(Stored data entries)
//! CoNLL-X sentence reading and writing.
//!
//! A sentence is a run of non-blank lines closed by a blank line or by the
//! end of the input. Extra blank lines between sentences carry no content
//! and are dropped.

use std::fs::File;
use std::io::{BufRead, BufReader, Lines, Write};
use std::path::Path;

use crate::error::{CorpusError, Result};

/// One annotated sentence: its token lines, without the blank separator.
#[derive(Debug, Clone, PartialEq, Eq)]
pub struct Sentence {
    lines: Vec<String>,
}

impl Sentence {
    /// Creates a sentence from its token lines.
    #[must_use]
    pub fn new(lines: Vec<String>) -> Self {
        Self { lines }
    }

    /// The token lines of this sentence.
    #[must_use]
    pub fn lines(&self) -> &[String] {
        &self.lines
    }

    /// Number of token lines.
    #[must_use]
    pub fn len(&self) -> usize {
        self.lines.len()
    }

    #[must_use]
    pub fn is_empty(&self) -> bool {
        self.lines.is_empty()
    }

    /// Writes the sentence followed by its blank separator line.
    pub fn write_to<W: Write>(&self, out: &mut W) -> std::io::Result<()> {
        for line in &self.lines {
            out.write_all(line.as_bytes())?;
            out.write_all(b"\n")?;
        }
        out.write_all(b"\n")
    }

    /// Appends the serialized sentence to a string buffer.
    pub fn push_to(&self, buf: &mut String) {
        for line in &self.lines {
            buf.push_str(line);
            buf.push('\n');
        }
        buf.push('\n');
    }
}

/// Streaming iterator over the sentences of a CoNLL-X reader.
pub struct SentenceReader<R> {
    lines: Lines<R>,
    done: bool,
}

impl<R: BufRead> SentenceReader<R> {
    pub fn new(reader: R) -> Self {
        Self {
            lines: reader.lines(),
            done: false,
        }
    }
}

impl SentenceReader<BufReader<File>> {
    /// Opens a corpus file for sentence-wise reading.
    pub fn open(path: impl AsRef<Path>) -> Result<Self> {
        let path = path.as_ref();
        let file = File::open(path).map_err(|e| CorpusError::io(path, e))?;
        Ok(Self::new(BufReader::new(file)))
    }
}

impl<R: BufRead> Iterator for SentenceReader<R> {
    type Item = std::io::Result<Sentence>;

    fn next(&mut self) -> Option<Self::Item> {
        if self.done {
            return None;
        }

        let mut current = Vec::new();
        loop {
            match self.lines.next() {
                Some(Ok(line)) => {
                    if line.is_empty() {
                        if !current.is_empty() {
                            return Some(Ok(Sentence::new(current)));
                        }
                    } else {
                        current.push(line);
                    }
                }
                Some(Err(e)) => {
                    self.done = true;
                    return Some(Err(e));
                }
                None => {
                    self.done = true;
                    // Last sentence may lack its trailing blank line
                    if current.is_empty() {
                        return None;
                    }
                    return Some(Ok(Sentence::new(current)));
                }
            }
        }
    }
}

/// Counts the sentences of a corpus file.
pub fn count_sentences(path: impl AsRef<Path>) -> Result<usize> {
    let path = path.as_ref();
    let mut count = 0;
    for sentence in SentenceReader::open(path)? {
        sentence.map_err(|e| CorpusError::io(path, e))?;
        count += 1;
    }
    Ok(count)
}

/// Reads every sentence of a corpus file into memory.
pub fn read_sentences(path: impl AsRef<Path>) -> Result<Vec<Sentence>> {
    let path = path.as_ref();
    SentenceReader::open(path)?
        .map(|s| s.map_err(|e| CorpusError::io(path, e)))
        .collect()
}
==
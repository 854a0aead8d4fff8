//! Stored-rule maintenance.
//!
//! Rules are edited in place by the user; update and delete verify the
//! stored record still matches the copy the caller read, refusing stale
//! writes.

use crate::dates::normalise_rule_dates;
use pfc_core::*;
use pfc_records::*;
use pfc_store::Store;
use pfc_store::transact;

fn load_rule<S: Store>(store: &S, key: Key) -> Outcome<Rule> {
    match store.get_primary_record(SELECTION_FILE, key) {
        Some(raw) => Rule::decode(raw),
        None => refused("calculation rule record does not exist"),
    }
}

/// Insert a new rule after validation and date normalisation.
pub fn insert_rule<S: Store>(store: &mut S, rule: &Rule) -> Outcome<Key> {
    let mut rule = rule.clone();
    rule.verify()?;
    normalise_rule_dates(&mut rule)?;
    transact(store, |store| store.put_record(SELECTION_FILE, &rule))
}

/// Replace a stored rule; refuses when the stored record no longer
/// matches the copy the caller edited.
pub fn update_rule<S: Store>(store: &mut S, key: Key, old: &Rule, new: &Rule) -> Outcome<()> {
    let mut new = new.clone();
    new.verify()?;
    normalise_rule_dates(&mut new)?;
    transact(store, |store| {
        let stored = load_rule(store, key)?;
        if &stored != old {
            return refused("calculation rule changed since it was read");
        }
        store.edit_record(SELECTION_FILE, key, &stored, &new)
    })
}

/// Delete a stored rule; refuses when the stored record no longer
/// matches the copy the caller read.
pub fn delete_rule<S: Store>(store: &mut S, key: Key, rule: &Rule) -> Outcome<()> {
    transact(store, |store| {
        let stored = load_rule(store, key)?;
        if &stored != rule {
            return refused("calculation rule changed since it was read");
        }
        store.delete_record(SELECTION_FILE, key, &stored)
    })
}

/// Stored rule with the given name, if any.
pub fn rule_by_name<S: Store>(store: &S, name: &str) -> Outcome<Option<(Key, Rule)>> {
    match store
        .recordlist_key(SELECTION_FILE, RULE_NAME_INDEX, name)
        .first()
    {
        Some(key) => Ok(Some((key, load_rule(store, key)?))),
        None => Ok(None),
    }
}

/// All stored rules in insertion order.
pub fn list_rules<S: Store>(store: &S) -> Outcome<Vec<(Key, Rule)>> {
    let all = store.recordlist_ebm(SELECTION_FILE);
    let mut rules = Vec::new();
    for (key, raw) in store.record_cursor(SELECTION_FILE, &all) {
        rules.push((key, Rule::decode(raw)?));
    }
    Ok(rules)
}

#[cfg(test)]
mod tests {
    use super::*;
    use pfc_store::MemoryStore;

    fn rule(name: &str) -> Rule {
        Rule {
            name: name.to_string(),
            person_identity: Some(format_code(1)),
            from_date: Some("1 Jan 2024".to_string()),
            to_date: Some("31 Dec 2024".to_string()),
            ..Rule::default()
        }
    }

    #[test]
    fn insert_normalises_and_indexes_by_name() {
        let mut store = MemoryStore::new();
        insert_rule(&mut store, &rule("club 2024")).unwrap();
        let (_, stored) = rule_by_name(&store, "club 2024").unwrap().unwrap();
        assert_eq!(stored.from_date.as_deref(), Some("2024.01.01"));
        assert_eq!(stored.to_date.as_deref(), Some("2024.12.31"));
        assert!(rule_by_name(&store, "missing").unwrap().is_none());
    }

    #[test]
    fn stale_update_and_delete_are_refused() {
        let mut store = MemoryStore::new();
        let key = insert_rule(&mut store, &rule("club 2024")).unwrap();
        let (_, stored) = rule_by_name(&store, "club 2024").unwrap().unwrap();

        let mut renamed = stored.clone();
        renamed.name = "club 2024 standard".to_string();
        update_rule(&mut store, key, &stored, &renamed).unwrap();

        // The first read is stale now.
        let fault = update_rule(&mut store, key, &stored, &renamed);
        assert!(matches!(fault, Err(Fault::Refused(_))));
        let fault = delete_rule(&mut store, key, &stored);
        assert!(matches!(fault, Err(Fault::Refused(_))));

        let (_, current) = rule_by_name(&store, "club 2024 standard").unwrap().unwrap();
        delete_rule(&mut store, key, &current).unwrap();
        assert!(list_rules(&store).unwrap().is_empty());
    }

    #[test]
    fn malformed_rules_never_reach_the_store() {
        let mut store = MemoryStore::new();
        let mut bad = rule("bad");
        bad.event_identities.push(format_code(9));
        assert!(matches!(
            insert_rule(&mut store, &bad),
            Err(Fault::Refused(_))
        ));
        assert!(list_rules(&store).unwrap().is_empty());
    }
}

TASK DIRECTIONS
In the data above, which lines lie between the line with "pub struct SentenceReader<R>" and the line with "trailing blank line", inclusive? Print those lines exactly and nothing else.

RESULT FOR THIS TASK
pub struct SentenceReader<R> {
    lines: Lines<R>,
    done: bool,
}

impl<R: BufRead> SentenceReader<R> {
    pub fn new(reader: R) -> Self {
        Self {
            lines: reader.lines(),
            done: false,
        }
    }
}

impl SentenceReader<BufReader<File>> {
    /// Opens a corpus file for sentence-wise reading.
    pub fn open(path: impl AsRef<Path>) -> Result<Self> {
        let path = path.as_ref();
        let file = File::open(path).map_err(|e| CorpusError::io(path, e))?;
        Ok(Self::new(BufReader::new(file)))
    }
}

impl<R: BufRead> Iterator for SentenceReader<R> {
    type Item = std::io::Result<Sentence>;

    fn next(&mut self) -> Option<Self::Item> {
        if self.done {
            return None;
        }

        let mut current = Vec::new();
        loop {
            match self.lines.next() {
                Some(Ok(line)) => {
                    if line.is_empty() {
                        if !current.is_empty() {
                            return Some(Ok(Sentence::new(current)));
                        }
                    } else {
                        current.push(line);
                    }
                }
                Some(Err(e)) => {
                    self.done = true;
                    return Some(Err(e));
                }
                None => {
                    self.done = true;
                    // Last sentence may lack its trailing blank line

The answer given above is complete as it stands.